There is still a basic problem. Let's say you once ran Exchange, SQL Server and your business application of choice on three separate servers. And let's say you then run all three under virtualisation on just one server. If that one server goes down, you've just lost all three apps.

SteelEye's senior vice president of product management, Bob Williamson, says: "We spend a lot of time talking to prospects about what we call the 'all your eggs in one basket' problem. By putting all your applications onto a single physical server or by doing any type of consolidation onto a smaller number of physical servers, you are increasing the risk of downtime for those applications. And so what becomes very important is that you have a well thought out high availability strategy that complements your virtualisation strategy.

"So you need to make sure that you’re monitoring those physical servers where the applications are running. You also need to make sure that you’re monitoring the guest OSs running on those physical servers, so you can understand if the application itself is having any problem. So we spend a lot of time talking to our customers about the multi-tier approach to high availability when you start using virtualisation."

Double-Take Software sells the Double-Take for Virtual Systems and Double-Take for VMware Infrastructure HA solutions. EMEA MD Gerald Capon points to another challenge presented by the shiny new world of virtualisation.

"Virtualisation provides great options for local high availability, such as VMware’s VMotion solution, where virtual machines are on the same host or network and connected to a SAN," he says. "If you require multiple copies of data replication and failover, solutions like Double-Take can be more appropriate. However, the options for cross-site high availability are limited. VMware does offer its Site Recovery Manager solution but this requires SAN-to-SAN replication – not always suitable if money is an issue or you need the second site to be some distance away."

So what's the advice for IT pros looking for a HA solution for their virtualised environments?

"Primarily we’d say look at all the costs and risk points and don’t believe that virtualisation is a panacea," says Barnes. "Yes, there is potential for cost-saving due to server consolidation, but to take advantage of server-based HA this means renewing the hardware platform, implementing shared storage and sourcing rare virtualisation skills. And even when the virtual infrastructure is rolled out, solutions such as VMware VirtualCenter and VMM remain a single point of control and orchestration, and hence a single point of failure."
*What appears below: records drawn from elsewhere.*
use std::collections::HashMap;

use eframe::egui::{self, RichText, Ui};

use crate::transfers::{DerivedGraph, GraphEdge};
use crate::util::{format_count, format_local_time, truncate_address};

use super::super::controller::ActiveItem;

const COUNTERPARTY_ROWS: usize = 32;

#[derive(Debug, PartialEq, Eq)]
pub(in crate::app) struct NodeSummary {
    pub(in crate::app) address: String,
    pub(in crate::app) transaction_count: u64,
    pub(in crate::app) incoming_edges: usize,
    pub(in crate::app) outgoing_edges: usize,
    pub(in crate::app) incoming_volume: u64,
    pub(in crate::app) outgoing_volume: u64,
    /// Busiest first, then by address.
    pub(in crate::app) counterparties: Vec<(String, u64)>,
}

pub(in crate::app) fn summarize_node(graph: &DerivedGraph, address: &str) -> Option<NodeSummary> {
    let node = graph.nodes.iter().find(|node| node.id == address)?;
    let mut summary = NodeSummary {
        address: node.id.clone(),
        transaction_count: node.transaction_count,
        incoming_edges: 0,
        outgoing_edges: 0,
        incoming_volume: 0,
        outgoing_volume: 0,
        counterparties: Vec::new(),
    };

    let mut volume_by_peer: HashMap<&str, u64> = HashMap::new();
    for edge in &graph.edges {
        if edge.source == address {
            summary.outgoing_edges += 1;
            summary.outgoing_volume = summary.outgoing_volume.saturating_add(edge.value);
        }
        if edge.target == address {
            summary.incoming_edges += 1;
            summary.incoming_volume = summary.incoming_volume.saturating_add(edge.value);
        }

        let peer = if edge.source == address && edge.target != address {
            Some(edge.target.as_str())
        } else if edge.target == address && edge.source != address {
            Some(edge.source.as_str())
        } else {
            None
        };
        if let Some(peer) = peer {
            let volume = volume_by_peer.entry(peer).or_default();
            *volume = volume.saturating_add(edge.value);
        }
    }

    let mut counterparties = volume_by_peer
        .into_iter()
        .map(|(peer, volume)| (peer.to_owned(), volume))
        .collect::<Vec<_>>();
    counterparties.sort_by(|a, b| b.1.cmp(&a.1).then_with(|| a.0.cmp(&b.0)));
    summary.counterparties = counterparties;

    Some(summary)
}

pub(in crate::app) fn draw_details(
    ui: &mut Ui,
    graph: Option<&DerivedGraph>,
    active: Option<&ActiveItem>,
) -> Option<ActiveItem> {
    ui.heading("Selection Details");
    ui.add_space(6.0);

    let Some(graph) = graph else {
        ui.label("Search for a wallet address to load its network.");
        return None;
    };

    match active {
        None => {
            ui.label("Click a node or edge in the bubble chart.");
            None
        }
        Some(ActiveItem::Node(address)) => match summarize_node(graph, address) {
            Some(summary) => draw_node(ui, &summary),
            None => {
                ui.label("Selected address is not part of the current graph.");
                None
            }
        },
        Some(ActiveItem::Edge(index)) => {
            match graph.edges.get(*index) {
                Some(edge) => draw_edge(ui, edge),
                None => {
                    ui.label("Selected edge is not part of the current graph.");
                }
            }
            None
        }
    }
}

fn draw_node(ui: &mut Ui, summary: &NodeSummary) -> Option<ActiveItem> {
    let mut selection = None;

    ui.label(RichText::new(truncate_address(&summary.address)).strong());
    ui.horizontal(|ui| {
        ui.small(summary.address.as_str());
        if ui.small_button("Copy").on_hover_text("Copy full address").clicked() {
            ui.ctx().copy_text(summary.address.clone());
        }
    });
    ui.add_space(6.0);

    ui.label(format!(
        "Transaction count: {}",
        format_count(summary.transaction_count)
    ));
    ui.label(format!(
        "Incoming: {} edges, {} transactions",
        summary.incoming_edges,
        format_count(summary.incoming_volume)
    ));
    ui.label(format!(
        "Outgoing: {} edges, {} transactions",
        summary.outgoing_edges,
        format_count(summary.outgoing_volume)
    ));

    ui.separator();
    ui.label(RichText::new("Counterparties").strong());
    if summary.counterparties.is_empty() {
        ui.label("No other addresses in this graph.");
        return None;
    }

    egui::ScrollArea::vertical()
        .id_salt("counterparties_scroll")
        .max_height(320.0)
        .auto_shrink([false, true])
        .show(ui, |ui| {
            for (peer, volume) in summary.counterparties.iter().take(COUNTERPARTY_ROWS) {
                let label = format!("{}  ({})", truncate_address(peer), format_count(*volume));
                if ui.link(label).on_hover_text(peer.as_str()).clicked() {
                    selection = Some(ActiveItem::Node(peer.clone()));
                }
            }
            let hidden = summary.counterparties.len().saturating_sub(COUNTERPARTY_ROWS);
            if hidden > 0 {
                ui.small(format!("and {hidden} more"));
            }
        });

    selection
}

fn draw_edge(ui: &mut Ui, edge: &GraphEdge) {
    ui.label(RichText::new(edge.kind.label().to_uppercase()).strong());
    ui.add_space(6.0);

    egui::Grid::new("edge_details")
        .num_columns(2)
        .spacing([12.0, 4.0])
        .show(ui, |ui| {
            ui.label("From");
            ui.monospace(truncate_address(&edge.source))
                .on_hover_text(edge.source.as_str());
            ui.end_row();

            ui.label("To");
            ui.monospace(truncate_address(&edge.target))
                .on_hover_text(edge.target.as_str());
            ui.end_row();

            ui.label("Transactions");
            ui.label(format_count(edge.value));
            ui.end_row();

            if let Some(amount) = edge.amount {
                ui.label("Amount");
                ui.label(format!("{amount} ETH"));
                ui.end_row();
            }

            ui.label("Time");
            ui.label(format_local_time(&edge.timestamp));
            ui.end_row();
        });
}

#[cfg(test)]
mod tests {
    use chrono::{TimeZone, Utc};

    use crate::transfers::{TransferRow, derive_graph};

    use super::*;

    fn graph(rows: &[(&str, &str, u64)]) -> DerivedGraph {
        let rows = rows
            .iter()
            .map(|(from, to, count)| TransferRow {
                from_address: (*from).to_owned(),
                to_address: (*to).to_owned(),
                transaction_count: *count,
            })
            .collect::<Vec<_>>();
        derive_graph(&rows, Utc.with_ymd_and_hms(2024, 5, 1, 12, 0, 0).unwrap())
    }

    #[test]
    fn node_summary_splits_directions() {
        let graph = graph(&[("A", "B", 10), ("C", "A", 4), ("A", "C", 2), ("B", "C", 9)]);
        let summary = summarize_node(&graph, "A").unwrap();

        assert_eq!(summary.transaction_count, 10);
        assert_eq!(summary.outgoing_edges, 2);
        assert_eq!(summary.outgoing_volume, 12);
        assert_eq!(summary.incoming_edges, 1);
        assert_eq!(summary.incoming_volume, 4);
        assert_eq!(
            summary.counterparties,
            vec![("B".to_owned(), 10), ("C".to_owned(), 6)]
        );
    }

    #[test]
    fn self_transfers_count_both_ways_but_are_not_counterparties() {
        let graph = graph(&[("A", "A", 3)]);
        let summary = summarize_node(&graph, "A").unwrap();
        assert_eq!(summary.incoming_edges, 1);
        assert_eq!(summary.outgoing_edges, 1);
        assert!(summary.counterparties.is_empty());
    }

    #[test]
    fn huge_counts_saturate_instead_of_overflowing() {
        let graph = graph(&[("A", "B", u64::MAX), ("A", "B", 5), ("C", "A", u64::MAX), ("C", "A", 1)]);
        let summary = summarize_node(&graph, "A").unwrap();
        assert_eq!(summary.outgoing_volume, u64::MAX);
        assert_eq!(summary.incoming_volume, u64::MAX);
        assert_eq!(
            summary.counterparties,
            vec![("B".to_owned(), u64::MAX), ("C".to_owned(), u64::MAX)]
        );
    }

    #[test]
    fn unknown_address_has_no_summary() {
        assert!(summarize_node(&graph(&[("A", "B", 1)]), "Z").is_none());
    }
}
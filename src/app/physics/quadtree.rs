use eframe::egui::{Vec2, vec2};

const LEAF_CAPACITY: usize = 8;
const MAX_DEPTH: usize = 12;

#[derive(Clone, Copy, Debug)]
pub(super) struct QuadBounds {
    pub(super) center: Vec2,
    pub(super) half_extent: f32,
}

impl QuadBounds {
    fn enclosing(points: &[Vec2]) -> Option<Self> {
        let mut min = vec2(f32::INFINITY, f32::INFINITY);
        let mut max = vec2(f32::NEG_INFINITY, f32::NEG_INFINITY);
        for point in points {
            min = min.min(*point);
            max = max.max(*point);
        }

        if !(min.x.is_finite() && min.y.is_finite() && max.x.is_finite() && max.y.is_finite()) {
            return None;
        }

        let span = (max - min).max_elem().max(1.0);
        Some(Self {
            center: (min + max) * 0.5,
            half_extent: span * 0.5 + 1.0,
        })
    }

    pub(super) fn contains(self, point: Vec2) -> bool {
        (point.x - self.center.x).abs() <= self.half_extent
            && (point.y - self.center.y).abs() <= self.half_extent
    }

    pub(super) fn side_length(self) -> f32 {
        self.half_extent * 2.0
    }

    pub(super) fn gap_sq(self, other: Self) -> f32 {
        let reach = self.half_extent + other.half_extent;
        let dx = ((self.center.x - other.center.x).abs() - reach).max(0.0);
        let dy = ((self.center.y - other.center.y).abs() - reach).max(0.0);
        dx * dx + dy * dy
    }

    fn quadrant(self, point: Vec2) -> usize {
        usize::from(point.x >= self.center.x) | (usize::from(point.y >= self.center.y) << 1)
    }

    fn child(self, quadrant: usize) -> Self {
        let quarter = self.half_extent * 0.5;
        let sign_x = if quadrant & 1 == 0 { -1.0 } else { 1.0 };
        let sign_y = if quadrant & 2 == 0 { -1.0 } else { 1.0 };
        Self {
            center: self.center + vec2(sign_x * quarter, sign_y * quarter),
            half_extent: quarter,
        }
    }
}

pub(super) struct QuadNode {
    pub(super) bounds: QuadBounds,
    pub(super) center_of_mass: Vec2,
    pub(super) mass: f32,
    pub(super) indices: Vec<usize>,
    pub(super) children: [Option<Box<QuadNode>>; 4],
}

impl QuadNode {
    pub(super) fn build(positions: &[Vec2]) -> Option<Self> {
        let bounds = QuadBounds::enclosing(positions)?;
        Some(Self::subdivide(
            bounds,
            (0..positions.len()).collect(),
            positions,
            0,
        ))
    }

    fn subdivide(bounds: QuadBounds, indices: Vec<usize>, positions: &[Vec2], depth: usize) -> Self {
        let mass = indices.len() as f32;
        let center_of_mass = if indices.is_empty() {
            bounds.center
        } else {
            indices.iter().fold(Vec2::ZERO, |sum, &index| sum + positions[index]) / mass
        };

        let mut node = Self {
            bounds,
            center_of_mass,
            mass,
            indices,
            children: std::array::from_fn(|_| None),
        };

        if depth >= MAX_DEPTH || node.indices.len() <= LEAF_CAPACITY {
            return node;
        }

        let mut buckets: [Vec<usize>; 4] = std::array::from_fn(|_| Vec::new());
        for &index in &node.indices {
            buckets[bounds.quadrant(positions[index])].push(index);
        }

        if buckets.iter().filter(|bucket| !bucket.is_empty()).count() <= 1 {
            return node;
        }

        for (quadrant, bucket) in buckets.into_iter().enumerate() {
            if !bucket.is_empty() {
                node.children[quadrant] = Some(Box::new(Self::subdivide(
                    bounds.child(quadrant),
                    bucket,
                    positions,
                    depth + 1,
                )));
            }
        }
        node.indices.clear();
        node
    }

    pub(super) fn is_leaf(&self) -> bool {
        self.children.iter().all(Option::is_none)
    }

    pub(super) fn children(&self) -> impl Iterator<Item = &QuadNode> {
        self.children.iter().filter_map(|child| child.as_deref())
    }
}

#[cfg(test)]
mod tests {
    use super::*;

    #[test]
    fn empty_input_builds_nothing() {
        assert!(QuadNode::build(&[]).is_none());
    }

    #[test]
    fn mass_and_leaves_cover_every_point() {
        let positions = (0..40)
            .map(|index| vec2((index % 7) as f32 * 13.0, (index / 7) as f32 * 29.0))
            .collect::<Vec<_>>();
        let root = QuadNode::build(&positions).unwrap();
        assert_eq!(root.mass, 40.0);
        assert!(!root.is_leaf());

        fn collect(node: &QuadNode, out: &mut Vec<usize>) {
            out.extend_from_slice(&node.indices);
            for child in node.children() {
                collect(child, out);
            }
        }
        let mut seen = Vec::new();
        collect(&root, &mut seen);
        seen.sort_unstable();
        assert_eq!(seen, (0..40).collect::<Vec<_>>());
    }

    #[test]
    fn coincident_points_stay_in_one_leaf() {
        let positions = vec![vec2(5.0, 5.0); 20];
        let root = QuadNode::build(&positions).unwrap();
        assert!(root.is_leaf());
        assert_eq!(root.indices.len(), 20);
    }
}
Capon says: "Address the business requirements; it may well be that your main objective is to improve recovery times. If, however, you want to also improve your recovery point objectives then a replication solution may be more suitable. Windows virtualisation is in its infancy but looks to offer a good alternative to VMware and should certainly be considered. Double-Take Software is already partnered with Microsoft, we demonstrated Double-Take and Hyper-V together at Tech Ed 2008 in the US, we offer a range of solutions to meet all business requirements and can even provide split-site Microsoft Clustering."